Enhanced descriptions from Syndetics:
A gleeful and exhilarating tale of global conspiracy, complex code-breaking, high-tech data visualization, young love, rollicking adventure, and the secret to eternal life--mostly set in a hole-in-the-wall San Francisco bookstore
The Great Recession has shuffled Clay Jannon out of his life as a San Francisco Web-design drone--and serendipity, sheer curiosity, and the ability to climb a ladder like a monkey has landed him a new gig working the night shift at Mr. Penumbra's 24-Hour Bookstore. But after just a few days on the job, Clay begins to realize that this store is even more curious than the name suggests. There are only a few customers, but they come in repeatedly and never seem to actually buy anything, instead "checking out" impossibly obscure volumes from strange corners of the store, all according to some elaborate, long-standing arrangement with the gnomic Mr. Penumbra. The store must be a front for something larger, Clay concludes, and soon he's embarked on a complex analysis of the customers' behavior and roped his friends into helping to figure out just what's going on. But once they bring their findings to Mr. Penumbra, it turns out the secrets extend far outside the walls of the bookstore.

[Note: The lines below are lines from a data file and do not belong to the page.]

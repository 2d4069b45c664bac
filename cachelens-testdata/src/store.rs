// Cachelens Testdata - Result store writer
// Copyright (c) 2025 David Martin Venti
//
// Dual-licensed under AGPL-3.0 and Commercial License.
// See LICENSE file for details.

//! Writes generated lines in the result-store layout:
//! `<root>/<timestamp>/scenario-<ID>-metrics/catalog.jsonl`.

use crate::generator::{to_jsonl, MetricLine};
use crate::Result;
use std::fs;
use std::path::{Path, PathBuf};

/// File name used for every generated metrics file.
pub const METRICS_FILE: &str = "catalog.jsonl";

/// Builds result stores and live metric directories on disk.
#[derive(Debug, Clone)]
pub struct StoreBuilder {
    root: PathBuf,
}

impl StoreBuilder {
    pub fn new(root: impl Into<PathBuf>) -> Self {
        Self { root: root.into() }
    }

    pub fn root(&self) -> &Path {
        &self.root
    }

    /// Directory of one scenario run.
    pub fn scenario_dir(&self, timestamp: &str, id: &str) -> PathBuf {
        self.root
            .join(timestamp)
            .join(format!("scenario-{}-metrics", id))
    }

    /// Write a scenario run and return its metrics file.
    pub fn write_scenario(&self, timestamp: &str, id: &str, lines: &[MetricLine]) -> Result<PathBuf> {
        self.write_raw(timestamp, id, &to_jsonl(lines)?)
    }

    /// Write arbitrary file content for a scenario run (empty or corrupt
    /// files for negative tests).
    pub fn write_raw(&self, timestamp: &str, id: &str, content: &str) -> Result<PathBuf> {
        let dir = self.scenario_dir(timestamp, id);
        fs::create_dir_all(&dir)?;
        let path = dir.join(METRICS_FILE);
        fs::write(&path, content)?;
        Ok(path)
    }

    /// Create an empty timestamp directory.
    pub fn write_empty_run(&self, timestamp: &str) -> Result<PathBuf> {
        let dir = self.root.join(timestamp);
        fs::create_dir_all(&dir)?;
        Ok(dir)
    }

    /// Write a live metrics directory outside the store layout.
    pub fn write_live(dir: &Path, lines: &[MetricLine]) -> Result<PathBuf> {
        fs::create_dir_all(dir)?;
        let path = dir.join(METRICS_FILE);
        fs::write(&path, to_jsonl(lines)?)?;
        Ok(path)
    }
}

#[cfg(test)]
mod tests {
    use super::*;
    use crate::{generate_lines, GeneratorConfig, ScenarioProfile};
    use tempfile::TempDir;

    #[test]
    fn test_layout() {
        let tmp = TempDir::new().unwrap();
        let store = StoreBuilder::new(tmp.path());
        let lines = generate_lines(
            &ScenarioProfile::ttl_only().with_requests(100),
            &GeneratorConfig::new().with_seed(1),
        )
        .unwrap();

        let path = store.write_scenario("20250114_093000", "B", &lines).unwrap();
        assert_eq!(
            path,
            tmp.path()
                .join("20250114_093000")
                .join("scenario-B-metrics")
                .join("catalog.jsonl")
        );
        let text = fs::read_to_string(&path).unwrap();
        assert_eq!(text.lines().count(), lines.len());
    }

    #[test]
    fn test_raw_and_live() {
        let tmp = TempDir::new().unwrap();
        let store = StoreBuilder::new(tmp.path().join("results"));

        let corrupt = store.write_raw("20250101_000000", "A", "{not json\n").unwrap();
        assert_eq!(fs::read_to_string(corrupt).unwrap(), "{not json\n");

        let live = StoreBuilder::write_live(&tmp.path().join("live"), &[]).unwrap();
        assert_eq!(fs::read_to_string(live).unwrap(), "");

        assert!(store.write_empty_run("20250102_000000").unwrap().is_dir());
    }
}
// Cachelens - Cache invalidation metrics analysis
// Copyright (c) 2025 David Martin Venti
//
// Dual-licensed under AGPL-3.0 and Commercial License.
// See LICENSE file for details.

//! Grouping of metric events into per-key series.
//!
//! Keys keep first-seen order and events keep insertion order within a key.
//! A store is built fresh for each analysis pass.

use crate::event::MetricEvent;
use std::collections::HashMap;

/// All events sharing one `service.metric` key, in insertion order.
#[derive(Debug, Clone, PartialEq)]
pub struct MetricSeries {
    pub service: String,
    pub metric: String,
    events: Vec<MetricEvent>,
}

impl MetricSeries {
    fn new(service: &str, metric: &str) -> Self {
        Self {
            service: service.to_string(),
            metric: metric.to_string(),
            events: Vec::new(),
        }
    }

    /// Composite key `service.metric`.
    pub fn key(&self) -> String {
        format!("{}.{}", self.service, self.metric)
    }

    pub fn events(&self) -> &[MetricEvent] {
        &self.events
    }

    pub fn values(&self) -> impl Iterator<Item = f64> + '_ {
        self.events.iter().map(|e| e.value)
    }

    pub fn sum(&self) -> f64 {
        self.values().sum()
    }

    pub fn len(&self) -> usize {
        self.events.len()
    }

    pub fn is_empty(&self) -> bool {
        self.events.is_empty()
    }
}

/// Ordered mapping from `service.metric` to [`MetricSeries`].
#[derive(Debug, Clone, Default)]
pub struct MetricStore {
    series: Vec<MetricSeries>,
    index: HashMap<String, usize>,
}

impl MetricStore {
    pub fn new() -> Self {
        Self::default()
    }

    /// Build a store from one batch of events.
    pub fn from_events<I: IntoIterator<Item = MetricEvent>>(events: I) -> Self {
        let mut store = Self::new();
        store.extend(events);
        store
    }

    /// Append one event to its series, creating the series on first sight.
    pub fn insert(&mut self, event: MetricEvent) {
        let key = event.key();
        let idx = match self.index.get(&key) {
            Some(&idx) => idx,
            None => {
                self.series
                    .push(MetricSeries::new(&event.service, &event.metric));
                self.index.insert(key, self.series.len() - 1);
                self.series.len() - 1
            }
        };
        self.series[idx].events.push(event);
    }

    pub fn extend<I: IntoIterator<Item = MetricEvent>>(&mut self, events: I) {
        for event in events {
            self.insert(event);
        }
    }

    /// Append every event of `other`; keys already present grow, new keys
    /// are added after existing ones.
    pub fn merge(&mut self, other: MetricStore) {
        for series in other.series {
            self.extend(series.events);
        }
    }

    pub fn get(&self, service: &str, metric: &str) -> Option<&MetricSeries> {
        self.get_key(&format!("{}.{}", service, metric))
    }

    pub fn get_key(&self, key: &str) -> Option<&MetricSeries> {
        self.index.get(key).map(|&idx| &self.series[idx])
    }

    /// Sum of a series, 0 when the key is absent.
    pub fn sum(&self, service: &str, metric: &str) -> f64 {
        self.get(service, metric).map(|s| s.sum()).unwrap_or(0.0)
    }

    /// Number of events under a key, 0 when absent.
    pub fn count(&self, service: &str, metric: &str) -> usize {
        self.get(service, metric).map(|s| s.len()).unwrap_or(0)
    }

    /// Series whose key contains `pattern`, case-insensitive, in key order.
    pub fn matching<'a>(&'a self, pattern: &str) -> impl Iterator<Item = &'a MetricSeries> + 'a {
        let needle = pattern.to_lowercase();
        self.series
            .iter()
            .filter(move |s| s.key().to_lowercase().contains(&needle))
    }

    pub fn iter(&self) -> impl Iterator<Item = &MetricSeries> {
        self.series.iter()
    }

    pub fn keys(&self) -> Vec<String> {
        self.series.iter().map(|s| s.key()).collect()
    }

    /// Number of distinct keys.
    pub fn len(&self) -> usize {
        self.series.len()
    }

    pub fn is_empty(&self) -> bool {
        self.series.is_empty()
    }

    /// Total events across all keys.
    pub fn event_count(&self) -> usize {
        self.series.iter().map(|s| s.len()).sum()
    }
}
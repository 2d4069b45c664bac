// Cachelens - Cache invalidation metrics analysis
// Copyright (c) 2025 David Martin Venti
//
// Dual-licensed under AGPL-3.0 and Commercial License.
// See LICENSE file for details.

//! # Cachelens - Cache invalidation metrics analysis
//!
//! Batch analysis of newline-delimited metric events emitted by a caching and
//! invalidation subsystem. One pass reads the metric files, groups events into
//! series, derives KPIs (hit rate, stale read rate, invalidation success,
//! latency and inconsistency-window percentiles), scores them and renders a
//! text report.
//!
//! ## Quick Start
//!
//! ```rust
//! use cachelens::{Analyzer, MetricEvent, MetricStore, ScenarioRun, Verdict};
//!
//! let store = MetricStore::from_events(vec![
//!     MetricEvent::new("catalog", "cache_hits", 80.0),
//!     MetricEvent::new("catalog", "cache_misses", 20.0),
//!     MetricEvent::new("catalog", "stale_reads_detected", 0.0),
//! ]);
//!
//! let run = ScenarioRun {
//!     id: "CURRENT".to_string(),
//!     source: "/tmp/metrics".into(),
//!     discovered_at: "current".to_string(),
//! };
//! let analysis = Analyzer::default().analyze_store(run, &store);
//!
//! assert_eq!(analysis.score.points, 75);
//! assert_eq!(analysis.score.verdict, Verdict::ReadyGood);
//! ```
//!
//! ## Modules
//!
//! - [`event`]: One parsed metric record
//! - [`ingest`]: Reading files, directories and wildcard sources
//! - [`aggregate`]: Per-key series
//! - [`percentile`]: p50/p95 and sample summaries
//! - [`thresholds`]: The KPI table (buckets, weights, points)
//! - [`kpi`]: KPI calculation
//! - [`score`]: Composite score and verdict
//! - [`scenario`]: Result-store discovery
//! - [`engine`]: The per-run pipeline
//! - [`compare`]: Cross-scenario picks
//! - [`report`]: Text rendering
//! - [`persist`]: Saving rendered reports

// Modules
pub mod aggregate;
pub mod compare;
pub mod config;
pub mod engine;
pub mod error;
pub mod event;
pub mod ingest;
pub mod kpi;
pub mod percentile;
pub mod persist;
pub mod report;
pub mod scenario;
pub mod score;
pub mod thresholds;

// Re-exports for convenient access
pub use aggregate::{MetricSeries, MetricStore};
pub use compare::ScenarioComparison;
pub use config::{AnalysisConfig, MetricNames, ScenarioConfig, UnitConfig, VerdictThresholds};
pub use engine::{Analyzer, ScenarioAnalysis};
pub use error::{CachelensError, Result};
pub use event::MetricEvent;
pub use ingest::{
    has_parsable_record, ingest_file, ingest_reader, ingest_source, FallbackService, IngestStats,
    Ingested,
};
pub use kpi::{CacheStats, InvalidationStats, Kpi, KpiCalculator, KpiSet, LatencyKpi, StaleStats};
pub use percentile::{Percentiles, SampleFilter, SampleSummary};
pub use persist::ReportWriter;
pub use report::{render, Report, ReportInput, ReportKind};
pub use scenario::{LocatorOutcome, ScenarioLocator, ScenarioRun, CURRENT_ID};
pub use score::{Score, ScoreComponent, Scorer, Verdict};
pub use thresholds::{Bucket, KpiKind, KpiRule, KpiTable, Unit};

/// Library version
pub const VERSION: &str = env!("CARGO_PKG_VERSION");

/// Default live metrics directory.
pub const DEFAULT_METRICS_DIR: &str = "/tmp/metrics";

/// Default scenario result store.
pub const DEFAULT_RESULTS_DIR: &str = "/tmp/eds-results";

/// Default directory for saved reports.
pub const DEFAULT_REPORTS_DIR: &str = "/tmp/eds-reports";
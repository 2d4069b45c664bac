// Cachelens - Cache invalidation metrics analysis
// Copyright (c) 2025 David Martin Venti
//
// Dual-licensed under AGPL-3.0 and Commercial License.
// See LICENSE file for details.

//! Report persistence.

use crate::error::{CachelensError, Result};
use crate::report::Report;
use std::fs::{self, OpenOptions};
use std::io::{ErrorKind, Write};
use std::path::{Path, PathBuf};
use tracing::{info, warn};

/// Attempts before giving up on a unique file name.
const MAX_SUFFIX: u32 = 1000;

/// Writes rendered reports into a directory.
#[derive(Debug, Clone)]
pub struct ReportWriter {
    dir: PathBuf,
}

impl ReportWriter {
    pub fn new(dir: impl Into<PathBuf>) -> Self {
        Self { dir: dir.into() }
    }

    pub fn dir(&self) -> &Path {
        &self.dir
    }

    /// `<slug>-<YYYYmmdd_HHMMSS>` for a report.
    pub fn base_name(report: &Report) -> String {
        format!(
            "{}-{}",
            report.kind.slug(),
            report.generated_at.format("%Y%m%d_%H%M%S")
        )
    }

    /// Write the report and return its path. Never overwrites: a taken name
    /// gets a `-<n>` suffix.
    pub fn persist(&self, report: &Report) -> Result<PathBuf> {
        let persistence = |path: &Path, source: std::io::Error| CachelensError::Persistence {
            path: path.to_path_buf(),
            source,
        };

        fs::create_dir_all(&self.dir).map_err(|e| persistence(&self.dir, e))?;

        let base = Self::base_name(report);
        let mut contents = report.text();
        contents.push('\n');

        for n in 0..MAX_SUFFIX {
            let name = if n == 0 {
                format!("{}.txt", base)
            } else {
                format!("{}-{}.txt", base, n)
            };
            let path = self.dir.join(name);

            let file = match OpenOptions::new().write(true).create_new(true).open(&path) {
                Ok(file) => file,
                Err(e) if e.kind() == ErrorKind::AlreadyExists => continue,
                Err(e) => return Err(persistence(&path, e)),
            };
            fill_or_remove(&path, file, contents.as_bytes())
                .map_err(|e| persistence(&path, e))?;

            info!("Report saved to {}", path.display());
            return Ok(path);
        }

        Err(persistence(
            &self.dir.join(format!("{}.txt", base)),
            std::io::Error::new(ErrorKind::AlreadyExists, "no free report file name"),
        ))
    }
}

/// Write `contents` into the freshly created `path`. A failed write removes
/// the file so no truncated report is left behind.
fn fill_or_remove<W: Write>(path: &Path, mut out: W, contents: &[u8]) -> std::io::Result<()> {
    let written = out.write_all(contents).and_then(|_| out.flush());
    if written.is_err() {
        drop(out);
        if let Err(e) = fs::remove_file(path) {
            warn!("Could not remove partial report {}: {}", path.display(), e);
        }
    }
    written
}
// Cachelens CLI - KPI exports
// Copyright (c) 2025 David Martin Venti
//
// Dual-licensed under AGPL-3.0 and Commercial License.
// See LICENSE file for details.

//! Prometheus text and CSV exports of analyzed scenarios.
//!
//! Each export builds its own registry, so nothing leaks between runs.

use cachelens::{Bucket, ScenarioAnalysis};
use prometheus::{Encoder, GaugeVec, Opts, Registry, TextEncoder};
use serde::Serialize;
use std::fs;
use std::io;
use std::path::Path;

/// Export error types.
#[derive(Debug, thiserror::Error)]
pub enum ExportError {
    #[error("Prometheus error: {0}")]
    Prometheus(#[from] prometheus::Error),

    #[error("CSV error: {0}")]
    Csv(#[from] csv::Error),

    #[error("IO error: {0}")]
    Io(#[from] io::Error),

    #[error("Encoded metrics are not UTF-8: {0}")]
    Utf8(#[from] std::string::FromUtf8Error),
}

/// Numeric rank of a bucket for gauges. 0 is best; unmeasured buckets are -1.
pub fn bucket_rank(bucket: Bucket) -> f64 {
    match bucket {
        Bucket::Excellent => 0.0,
        Bucket::Good => 1.0,
        Bucket::Poor | Bucket::Slow => 2.0,
        Bucket::NotWorking => 3.0,
        Bucket::NotApplicable | Bucket::NotMeasured => -1.0,
    }
}

/// Encode every scenario's KPIs and score in Prometheus text format.
pub fn encode_prometheus(analyses: &[ScenarioAnalysis]) -> Result<String, ExportError> {
    let registry = Registry::new();

    let kpi_value = GaugeVec::new(
        Opts::new("cachelens_kpi_value", "KPI value by scenario"),
        &["scenario", "kpi"],
    )?;
    let kpi_bucket = GaugeVec::new(
        Opts::new(
            "cachelens_kpi_bucket",
            "KPI bucket rank (0=excellent, 1=good, 2=poor/slow, 3=not working, -1=unmeasured)",
        ),
        &["scenario", "kpi"],
    )?;
    let score = GaugeVec::new(
        Opts::new("cachelens_score", "Composite readiness score (0-100)"),
        &["scenario"],
    )?;

    registry.register(Box::new(kpi_value.clone()))?;
    registry.register(Box::new(kpi_bucket.clone()))?;
    registry.register(Box::new(score.clone()))?;

    for analysis in analyses.iter().filter(|a| !a.is_empty()) {
        let id = analysis.id();
        for kpi in &analysis.kpis.kpis {
            let labels = [id, kpi.kind.as_str()];
            if let Some(value) = kpi.value {
                kpi_value.with_label_values(&labels).set(value);
            }
            kpi_bucket
                .with_label_values(&labels)
                .set(bucket_rank(kpi.bucket));
        }
        score
            .with_label_values(&[id])
            .set(analysis.score.points as f64);
    }

    let mut buffer = Vec::new();
    TextEncoder::new().encode(&registry.gather(), &mut buffer)?;
    Ok(String::from_utf8(buffer)?)
}

#[derive(Debug, Serialize)]
struct CsvRow<'a> {
    scenario: &'a str,
    kpi: &'a str,
    value: Option<f64>,
    unit: &'a str,
    bucket: &'a str,
    samples: usize,
}

/// Write the comparison table as CSV, one row per scenario and KPI.
/// Scenarios without data are skipped, as in the Prometheus export.
pub fn write_csv<W: io::Write>(analyses: &[ScenarioAnalysis], writer: W) -> Result<(), ExportError> {
    let mut csv = csv::Writer::from_writer(writer);

    for analysis in analyses.iter().filter(|a| !a.is_empty()) {
        let id = analysis.id();
        let kpis = &analysis.kpis;

        for kpi in &kpis.kpis {
            csv.serialize(CsvRow {
                scenario: id,
                kpi: kpi.kind.as_str(),
                value: kpi.value,
                unit: kpi.unit.symbol(),
                bucket: kpi.bucket.as_str(),
                samples: kpi.sample_count,
            })?;
        }

        csv.serialize(CsvRow {
            scenario: id,
            kpi: "total_requests",
            value: Some(kpis.cache.total),
            unit: "count",
            bucket: "",
            samples: kpis.event_count,
        })?;

        let latency = kpis.primary_latency();
        csv.serialize(CsvRow {
            scenario: id,
            kpi: "primary_latency_p95",
            value: latency.map(|l| l.summary.p95),
            unit: "ms",
            bucket: "",
            samples: latency.map(|l| l.summary.count).unwrap_or(0),
        })?;

        csv.serialize(CsvRow {
            scenario: id,
            kpi: "score",
            value: Some(analysis.score.points as f64),
            unit: "points",
            bucket: analysis.score.verdict.as_str(),
            samples: kpis.event_count,
        })?;
    }

    csv.flush()?;
    Ok(())
}

/// Write the Prometheus export to a file.
pub fn export_prometheus(path: &Path, analyses: &[ScenarioAnalysis]) -> Result<(), ExportError> {
    fs::write(path, encode_prometheus(analyses)?)?;
    Ok(())
}

/// Write the CSV export to a file.
pub fn export_csv(path: &Path, analyses: &[ScenarioAnalysis]) -> Result<(), ExportError> {
    write_csv(analyses, fs::File::create(path)?)
}
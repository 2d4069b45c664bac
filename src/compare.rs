// Cachelens - Cache invalidation metrics analysis
// Copyright (c) 2025 David Martin Venti
//
// Dual-licensed under AGPL-3.0 and Commercial License.
// See LICENSE file for details.

//! Cross-scenario comparison.

use crate::engine::ScenarioAnalysis;
use serde::{Deserialize, Serialize};

/// Scenario picks over a set of analyses. Identifiers, not indices.
#[derive(Debug, Clone, Default, PartialEq, Eq, Serialize, Deserialize)]
pub struct ScenarioComparison {
    /// Highest cache hit rate.
    pub best_cache: Option<String>,
    /// Lowest stale read rate.
    pub best_consistency: Option<String>,
    /// The caching-plus-invalidation configuration, when analyzed.
    pub full_system: Option<String>,
}

impl ScenarioComparison {
    /// Empty analyses never win. Ties go to the lowest identifier.
    pub fn new(analyses: &[ScenarioAnalysis], full_system_id: &str) -> Self {
        let mut candidates: Vec<&ScenarioAnalysis> =
            analyses.iter().filter(|a| !a.is_empty()).collect();
        candidates.sort_by(|a, b| a.id().cmp(b.id()));

        let mut best_cache: Option<&ScenarioAnalysis> = None;
        let mut best_consistency: Option<&ScenarioAnalysis> = None;
        for &a in &candidates {
            if best_cache.map_or(true, |b| a.kpis.cache.hit_rate > b.kpis.cache.hit_rate) {
                best_cache = Some(a);
            }
            if best_consistency.map_or(true, |b| a.kpis.stale.rate < b.kpis.stale.rate) {
                best_consistency = Some(a);
            }
        }

        Self {
            best_cache: best_cache.map(|a| a.id().to_string()),
            best_consistency: best_consistency.map(|a| a.id().to_string()),
            full_system: analyses
                .iter()
                .find(|a| a.id() == full_system_id)
                .map(|a| a.id().to_string()),
        }
    }
}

With irresistible brio and dazzling intelligence, Robin Sloan has crafted a literary adventure story for the twenty-first century, evoking both the fairy-tale charm of Haruki Murakami and the enthusiastic novel-of-ideas wizardry of Neal Stephenson or a young Umberto Eco, but with a unique and feisty sensibility that's rare to the world of literary fiction. Mr. Penumbra's 24-Hour Bookstore is exactly what it sounds like: an establishment you have to enter and will never want to leave, a modern-day cabinet of wonders ready to give a jolt of energy to every curious reader, no matter the time of day.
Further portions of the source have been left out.